Can The Fed Stop Inflation? There was something of a public debate going on at the end of 2021, in which government officials and industry insiders were torn on the issue of whether rising inflation was just a temporary phenomenon of the time, or a rather more serious – and possibly permanent – feature of the looming economy.
Indeed, Treasury Secretary Janet Yellen initially claimed the former was at play, later having to backtrack when she admitted she could no longer continue describing the deteriorating situation as merely “transitory”.

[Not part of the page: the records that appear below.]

//! Axum route handlers for the Generation API, plus the course queue worker.

use axum::{
    extract::{Path, State},
    Json,
};
use serde::{Deserialize, Serialize};
use serde_json::Value;
use tracing::{error, info};

use crate::errors::AppError;
use crate::generation::batch::{self, parse_work_items, BatchSummary};
use crate::generation::domains::Domain;
use crate::generation::enrich::{
    self, EnrichSummary, DEFAULT_BACKFILL_COLLECTION, DEFAULT_BACKFILL_COUNT,
};
use crate::generation::fanout::{self, parse_course_names, CourseRequest};
use crate::generation::images::ImageGenerator;
use crate::generation::invocation::{load, load_generator};
use crate::llm_client::{CHAT_MODEL, IMAGE_MODEL};
use crate::models::work_item::WorkItem;
use crate::state::AppState;

pub const POPULATE_INDUSTRY_PROMPT: &str = "populateIndustryPrompt";
pub const BACKFILL_IMAGE_PROMPT: &str = "workoutImageRequest";

// ────────────────────────────────────────────────────────────────────────────
// Request / Response types
// ────────────────────────────────────────────────────────────────────────────

#[derive(Debug, Serialize)]
pub struct QueueResponse {
    pub message: String,
    pub published: usize,
}

#[derive(Debug, Default, Deserialize)]
pub struct BackfillRequest {
    pub collection: Option<String>,
    pub count: Option<usize>,
}

// ────────────────────────────────────────────────────────────────────────────
// Handlers
// ────────────────────────────────────────────────────────────────────────────

/// POST /api/v1/batches/:domain
///
/// Runs one inbound batch message `{ <messageKey>: [WorkItem] }`. Returns 200
/// with a summary even when individual items failed.
pub async fn handle_batch(
    State(state): State<AppState>,
    Path(slug): Path<String>,
    Json(message): Json<Value>,
) -> Result<Json<BatchSummary>, AppError> {
    let domain = Domain::from_slug(&slug)
        .ok_or_else(|| AppError::NotFound(format!("Unknown domain '{slug}'")))?;
    let spec = domain.spec();
    let items = parse_work_items(spec, &message).map_err(|e| AppError::Validation(e.to_string()))?;

    let (invocation, generator) = load_generator(&state, spec).await?;
    let summary = batch::run(invocation.documents.as_ref(), generator.as_ref(), &items).await;
    Ok(Json(summary))
}

/// POST /api/v1/courses/queue
///
/// Publishes one `{ courseName }` message per course to the course topic.
pub async fn handle_queue_courses(
    State(state): State<AppState>,
    Json(message): Json<Value>,
) -> Result<Json<QueueResponse>, AppError> {
    let names = parse_course_names(&message).ok_or_else(|| {
        AppError::Validation("Input should be an array of course names.".to_string())
    })?;

    let published =
        fanout::dispatch(state.publisher.as_ref(), &state.config.course_topic, &names).await?;
    Ok(Json(QueueResponse {
        message: "All messages sent successfully".to_string(),
        published,
    }))
}

/// POST /api/v1/courses/generate
///
/// Generates one course, the same way the queue worker does.
pub async fn handle_generate_course(
    State(state): State<AppState>,
    Json(request): Json<CourseRequest>,
) -> Result<Json<BatchSummary>, AppError> {
    if request.course_name.trim().is_empty() {
        return Err(AppError::Validation("courseName cannot be empty".to_string()));
    }
    let summary = generate_course(&state, &request.course_name).await?;
    Ok(Json(summary))
}

/// POST /api/v1/industries/populate
pub async fn handle_populate_industries(
    State(state): State<AppState>,
) -> Result<Json<EnrichSummary>, AppError> {
    let invocation = load(&state, Some(POPULATE_INDUSTRY_PROMPT), None).await?;
    let prompt = invocation.prompt.as_deref().unwrap_or_default();
    let summary = enrich::populate_industry_details(
        invocation.documents.as_ref(),
        invocation.llm.completions.as_ref(),
        CHAT_MODEL,
        prompt,
    )
    .await?;
    Ok(Json(summary))
}

/// POST /api/v1/images/backfill
///
/// Body is optional; defaults to 5 images in `workouts`.
pub async fn handle_backfill_images(
    State(state): State<AppState>,
    request: Option<Json<BackfillRequest>>,
) -> Result<Json<EnrichSummary>, AppError> {
    let Json(request) = request.unwrap_or_default();
    let collection = request
        .collection
        .unwrap_or_else(|| DEFAULT_BACKFILL_COLLECTION.to_string());
    if Domain::from_collection(&collection).is_none() {
        return Err(AppError::Validation(format!(
            "Unknown collection '{collection}'"
        )));
    }
    let count = request.count.unwrap_or(DEFAULT_BACKFILL_COUNT);

    let invocation = load(&state, None, Some(BACKFILL_IMAGE_PROMPT)).await?;
    let template = invocation.image_template.as_deref().unwrap_or_default();
    let images = ImageGenerator::new(
        invocation.llm.images.clone(),
        state.objects.clone(),
        IMAGE_MODEL,
    );

    let summary = enrich::backfill_images(
        invocation.documents.as_ref(),
        &images,
        template,
        &collection,
        count,
    )
    .await?;
    Ok(Json(summary))
}

// ────────────────────────────────────────────────────────────────────────────
// Course pipeline
// ────────────────────────────────────────────────────────────────────────────

/// Runs one course as a single-element batch.
pub async fn generate_course(state: &AppState, course_name: &str) -> Result<BatchSummary, AppError> {
    info!("Processing course: {course_name}");
    let (invocation, generator) = load_generator(state, Domain::Course.spec()).await?;
    let items = [WorkItem::named(course_name)];
    Ok(batch::run(invocation.documents.as_ref(), generator.as_ref(), &items).await)
}

/// Handles one raw message from the course topic. Never fails: a bad message
/// or an invocation-level error is logged and the message is dropped.
pub async fn handle_course_message(state: AppState, payload: String) {
    let request: CourseRequest = match serde_json::from_str(&payload) {
        Ok(request) => request,
        Err(e) => {
            error!("Discarding malformed course message {payload}: {e}");
            return;
        }
    };

    match generate_course(&state, &request.course_name).await {
        Ok(summary) => info!(
            "Course '{}' done: {} generated, {} skipped, {} failed",
            request.course_name,
            summary.generated.len(),
            summary.skipped.len(),
            summary.failed.len()
        ),
        Err(e) => error!("Course '{}' could not be processed: {e}", request.course_name),
    }
}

And Yellen wasn’t the only expert to start off relatively relaxed about how things were progressing back then – the Federal Reserve came across pretty sanguine in a FOMC statement released later that year, stating that “indicators of economic activity” were continuing to strengthen.
That said, not everyone was as confident as the apparatchiks working out of Washington, D.C. In fact, those at the coalface of the business world – like Unilever’s CEO Alan Jope – had identified much earlier on that what was occurring was a “once in [a] two-decade” event – and that inflation was likely here to stay.
Yet, that question no longer seems to be moot.
The recent results of such reckless actions as unbridled money-printing – and the outbreak of war in the Ukraine – have conspired to create what are now some of the highest inflation rates seen among western nations in over 40 years.
And this isn’t the first time the US has encountered out-of-control price rises either.
Beginning in the early-1970s, the country faced a perfect storm of rising unemployment and a severe stock market crash, culminating – along with other significant events – in a decision by the then-President Richard Nixon to end the so-called “gold standard” monetary system, a scenario long associated with the Bretton Woods post-war economic settlement.
This de-coupling of the US dollar from the price of gold was meant to fast-track the Nixon administration’s efforts in creating cheap money for the nation – but things didn’t work out quite as expected. Inflation would grow from the low single digits in 1972, to 12% by the time Nixon left office in 1974.
But the arrival of Jimmy Carter at the White House signaled a new dawn for America in many ways, and getting inflation under control was one of his main priorities.
To do this, Carter immediately nominated Paul Volcker as his pick for Fed chairman. Volcker would go on to become a towering figure in American politics, and the radical monetary policies he instituted had a profound impact on the fate of the US economy.
It shouldn’t go without saying, however, that Volcker’s actions at the Federal Reserve were just as contentious then as they are now.
He set about rectifying the damage done by the Nixon-era policymakers in a new way: rather than maintaining the federal funds rate within a narrow window – which was the mandate set by congress – Volcker actually raised the rate to never-before-seen levels.
This led in the first instance to a debilitating recession, eliciting some of the most vociferous protests against the central bank in all its history. The recession eased a number of years later, after which the economy began to recover.
The degree to which Volcker’s interventions were successful or not is still up for debate, and his legacy remains somewhat mixed. But what’s not in contention, however, is the fact that the US and the rest of the world is facing a crisis on the same scale and magnitude that Volcker and his peers faced all those decades ago.
But will the path taken by the Fed in the 1980s work now? And if not, what will?
Supply Chain Challenges Are Far More Complicated
The problem for the Fed today is that the material conditions of the economy in the present climate are substantially different to the ones that Volcker was dealing with at the end of the last millennium.
Perhaps the most important distinctions now are the highly unique supply chain issues that have gripped the entire world since the beginning of the COVID-19 pandemic.
To begin with, supply chains have been so disrupted – and for so long now – that products in the system are simply not getting through to the end-users who need them.
And this causes a whole raft of problems. Not only does a shortage of marketable products cause price increases through a lack of viable competition, but manufacturers and shipping companies have to burden the cost of storing any idle merchandise themselves.
Furthermore, those businesses that can carry more inventory inevitably pass on the price of doing so onto their customers. All these factors are ultimately inflationary, and there’s no quick way to solve them.
Stagflation, Not Inflation
The outcome of all these trends isn’t just inflation. Instead, the resultant economic situation causes something known as stagflation.
The term, first coined in 1965 by British politician Iain Macleod, refers to a state of affairs in which there’s rising inflation coupled with high unemployment, leading necessarily to a decline in overall economic growth rates too.
Ironically, if the Fed does try to follow Volcker’s methods this time around, it’s only going to cause more upheaval. With output already effectively reduced due to the parlous nature of supply chains right now, the recession that Volcker’s actions led to in the 1980s will surely be repeated.
There’s also the risk that raising interest rates could cause even more damage than is already anticipated. Outside investors would eventually realize that they could garner bigger returns on their capital by investing within the US, which would drive the dollar ever higher while increasing asset prices in foreign denominations.
Indeed, stagflation is so damaging because there’s no straightforward way of tackling it. Volcker’s remedy was a bitter pill to swallow, and not one the people of America probably want to face again. The Fed has some difficult decisions to make in the coming months – decisions that might be a lose-lose bet no matter what direction it takes.